Australia's current political turmoil dates to the Labor Party government of Kevin Rudd, who became prime minister in 2007.

Mr. Rudd was ousted in an internal party coup in 2010 and replaced by Julia Gillard, Australia's first female prime minister. As Ms. Gillard's poll numbers fell, the party reinstalled Mr. Rudd months before the election of 2013, which Mr. Abbott's conservative coalition won.

Already a polarizing figure when he took office, Mr. Abbott saw his popularity decline amid a slowing economy as he made a series of political missteps and alienated many voters with his strongly conservative stances and often-abrasive style.

Bob Gregory, a professor of economics at Australian National University, said Mr. Turnbull's task would be largely one of communication. "What Mr. Turnbull has to do is straightforward," Mr. Gregory said. "He's got to explain things. You've no idea how powerful that is."

In his pitch for the job, Mr. Turnbull promised to consult with colleagues and the public more often, saying Australians need advocacy from their leader, and not slogans.

That will include managing the Liberals' governing coalition with the smaller, more conservative National Party, which is unlikely to embrace attempts by Mr. Turnbull to move to the center.

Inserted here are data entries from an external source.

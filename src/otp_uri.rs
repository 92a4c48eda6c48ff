//! `otpauth://` URI parsing and construction
//!
//! A URI such as
//! `otpauth://totp/Example:alice@google.com?secret=JBSWY3DPEHPK3PXP&issuer=Example`
//! is turned into an [`OtpDescriptor`]. The path must read `environment:subject`;
//! a subject containing `@` is an opaque id (the part before the `@`), anything
//! else is a user name.

use std::fmt;
use std::str::FromStr;

use thiserror::Error;
use url::Url;

/// Issuer used when a provider has no dedicated one
pub const DEFAULT_ISSUER: &str = "OpenAI";

/// Errors raised while parsing an OTP URI
#[derive(Debug, Error, PartialEq, Eq)]
pub enum OtpUriError {
    #[error("Invalid OTP URI: {0}")]
    Malformed(String),
    #[error("Invalid URI format: path must be 'environment:user', got '{0}'")]
    InvalidPath(String),
    #[error("Invalid URI format: subject after ':' is empty")]
    EmptySubject,
    #[error("Missing required query parameter 'secret'")]
    MissingSecret,
    #[error("Missing required query parameter 'issuer'")]
    MissingIssuer,
    #[error("Invalid 'digits' parameter: {0}")]
    InvalidDigits(String),
    #[error("Invalid 'period' parameter: {0}")]
    InvalidPeriod(String),
    #[error("Unsupported algorithm: {0}")]
    UnsupportedAlgorithm(String),
}

/// Providers that own an OTP secret in an account record
#[derive(Clone, Copy, Debug, PartialEq, Eq, Hash)]
pub enum OtpProvider {
    /// Google account two-factor
    Google,
    /// The chat service's own two-factor
    ChatGpt,
}

impl OtpProvider {
    /// Key under which the provider's secret is stored
    pub fn as_str(&self) -> &'static str {
        match self {
            OtpProvider::Google => "google",
            OtpProvider::ChatGpt => "chatgpt",
        }
    }
}

/// HMAC hash function of a TOTP
#[derive(Clone, Copy, Debug, Default, PartialEq, Eq, Hash)]
pub enum Algorithm {
    #[default]
    Sha1,
    Sha256,
    Sha512,
}

impl Algorithm {
    pub fn as_str(&self) -> &'static str {
        match self {
            Algorithm::Sha1 => "SHA1",
            Algorithm::Sha256 => "SHA256",
            Algorithm::Sha512 => "SHA512",
        }
    }
}

impl FromStr for Algorithm {
    type Err = OtpUriError;

    fn from_str(s: &str) -> Result<Self, Self::Err> {
        match s.to_ascii_uppercase().replace('-', "").as_str() {
            "SHA1" => Ok(Algorithm::Sha1),
            "SHA256" => Ok(Algorithm::Sha256),
            "SHA512" => Ok(Algorithm::Sha512),
            _ => Err(OtpUriError::UnsupportedAlgorithm(s.to_string())),
        }
    }
}

impl fmt::Display for Algorithm {
    fn fmt(&self, f: &mut fmt::Formatter<'_>) -> fmt::Result {
        f.write_str(self.as_str())
    }
}

/// Who the OTP belongs to. Exactly one of the two forms is ever present.
#[derive(Clone, Debug, PartialEq, Eq)]
pub enum Subject {
    /// Plain (percent-decoded) user name
    User(String),
    /// Opaque id, taken from the part before `@`
    Id(String),
}

/// Structured form of an OTP URI
#[derive(Clone, Debug, PartialEq, Eq)]
pub struct OtpDescriptor {
    environment: String,
    subject: Subject,
    secret: String,
    issuer: String,
    algorithm: Algorithm,
    digits: u32,
    period: u64,
}

impl OtpDescriptor {
    /// Parse an `otpauth://` URI
    pub fn parse(uri: &str) -> Result<Self, OtpUriError> {
        let url = Url::parse(uri).map_err(|e| OtpUriError::Malformed(e.to_string()))?;

        let path = url.path().trim_matches('/');
        let parts: Vec<&str> = path.split(':').collect();
        if parts.len() != 2 || parts[0].is_empty() {
            return Err(OtpUriError::InvalidPath(path.to_string()));
        }
        if parts[1].is_empty() {
            return Err(OtpUriError::EmptySubject);
        }

        let environment = parts[0].to_string();
        let subject = match parts[1].split_once('@') {
            Some((id, _)) => Subject::Id(id.to_string()),
            None => {
                let user = urlencoding::decode(parts[1])
                    .map_err(|e| OtpUriError::Malformed(e.to_string()))?;
                Subject::User(user.into_owned())
            }
        };

        let param = |name: &str| -> Option<String> {
            url.query_pairs()
                .filter(|(key, value)| key == name && !value.is_empty())
                .map(|(_, value)| value.into_owned())
                .next()
        };

        let secret = param("secret").ok_or(OtpUriError::MissingSecret)?;
        let issuer = param("issuer").ok_or(OtpUriError::MissingIssuer)?;

        let algorithm = match param("algorithm") {
            Some(value) => value.parse()?,
            None => Algorithm::default(),
        };
        let digits = match param("digits") {
            Some(value) => value
                .parse::<u32>()
                .map_err(|_| OtpUriError::InvalidDigits(value))?,
            None => 6,
        };
        let period = match param("period") {
            Some(value) => value
                .parse::<u64>()
                .map_err(|_| OtpUriError::InvalidPeriod(value))?,
            None => 30,
        };

        Ok(OtpDescriptor {
            environment,
            subject,
            secret,
            issuer,
            algorithm,
            digits,
            period,
        })
    }

    pub fn environment(&self) -> &str {
        &self.environment
    }

    pub fn subject(&self) -> &Subject {
        &self.subject
    }

    /// User name, when the subject is not an opaque id
    pub fn user(&self) -> Option<&str> {
        match &self.subject {
            Subject::User(user) => Some(user),
            Subject::Id(_) => None,
        }
    }

    /// Opaque id, when the subject contained `@`
    pub fn id(&self) -> Option<&str> {
        match &self.subject {
            Subject::Id(id) => Some(id),
            Subject::User(_) => None,
        }
    }

    pub fn secret(&self) -> &str {
        &self.secret
    }

    pub fn issuer(&self) -> &str {
        &self.issuer
    }

    pub fn algorithm(&self) -> Algorithm {
        self.algorithm
    }

    pub fn digits(&self) -> u32 {
        self.digits
    }

    pub fn period(&self) -> u64 {
        self.period
    }
}

impl FromStr for OtpDescriptor {
    type Err = OtpUriError;

    fn from_str(s: &str) -> Result<Self, Self::Err> {
        OtpDescriptor::parse(s)
    }
}

// The secret is left out on purpose so descriptors can be logged.
impl fmt::Display for OtpDescriptor {
    fn fmt(&self, f: &mut fmt::Formatter<'_>) -> fmt::Result {
        write!(
            f,
            "Environment: {}, User: {}, ID: {}, Issuer: {}, Algorithm: {}, Digits: {}, Period: {}",
            self.environment,
            self.user().unwrap_or("None"),
            self.id().unwrap_or("None"),
            self.issuer,
            self.algorithm,
            self.digits,
            self.period
        )
    }
}

/// Optional parts of a constructed OTP URI
#[derive(Clone, Debug, PartialEq, Eq)]
pub struct OtpOptions {
    pub issuer: String,
    pub algorithm: Algorithm,
    pub digits: u32,
    pub period: u64,
}

impl Default for OtpOptions {
    fn default() -> Self {
        Self {
            issuer: DEFAULT_ISSUER.to_string(),
            algorithm: Algorithm::Sha1,
            digits: 6,
            period: 30,
        }
    }
}

impl OtpOptions {
    /// Default options with the given issuer
    pub fn with_issuer(issuer: impl Into<String>) -> Self {
        Self {
            issuer: issuer.into(),
            ..Self::default()
        }
    }
}

/// Build an `otpauth://totp/` URI with label `issuer:email`
pub fn construct_uri(email: &str, secret: &str, options: &OtpOptions) -> String {
    let label = format!("{}:{}", options.issuer, email);
    let query = url::form_urlencoded::Serializer::new(String::new())
        .append_pair("secret", secret)
        .append_pair("issuer", &options.issuer)
        .append_pair("algorithm", options.algorithm.as_str())
        .append_pair("digits", &options.digits.to_string())
        .append_pair("period", &options.period.to_string())
        .finish();

    format!("otpauth://totp/{}?{}", label, query)
}

/// Human-readable issuer for a provider key
pub fn derive_issuer(provider: &str) -> &'static str {
    if provider == OtpProvider::Google.as_str() {
        "Google"
    } else {
        DEFAULT_ISSUER
    }
}

#[cfg(test)]
#[path = "otp_uri_test.rs"]
mod otp_uri_test;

Mr. Gregory, the professor, said he expected few policy changes from Mr. Turnbull in the short term. Indeed, in his first session of Parliament as prime minister on Tuesday, Mr. Turnbull made it clear that on at least two issues over which he has criticized Mr. Abbott in the past -- climate change and same-sex marriage -- his predecessor's policies would continue.

Mr. Turnbull, who once used an expletive to describe Mr. Abbott's climate-change policies, said that carbon emissions reduction targets Mr. Abbott recently proposed, which have been criticized as inadequate by scientists and environmentalists, were "very substantial. …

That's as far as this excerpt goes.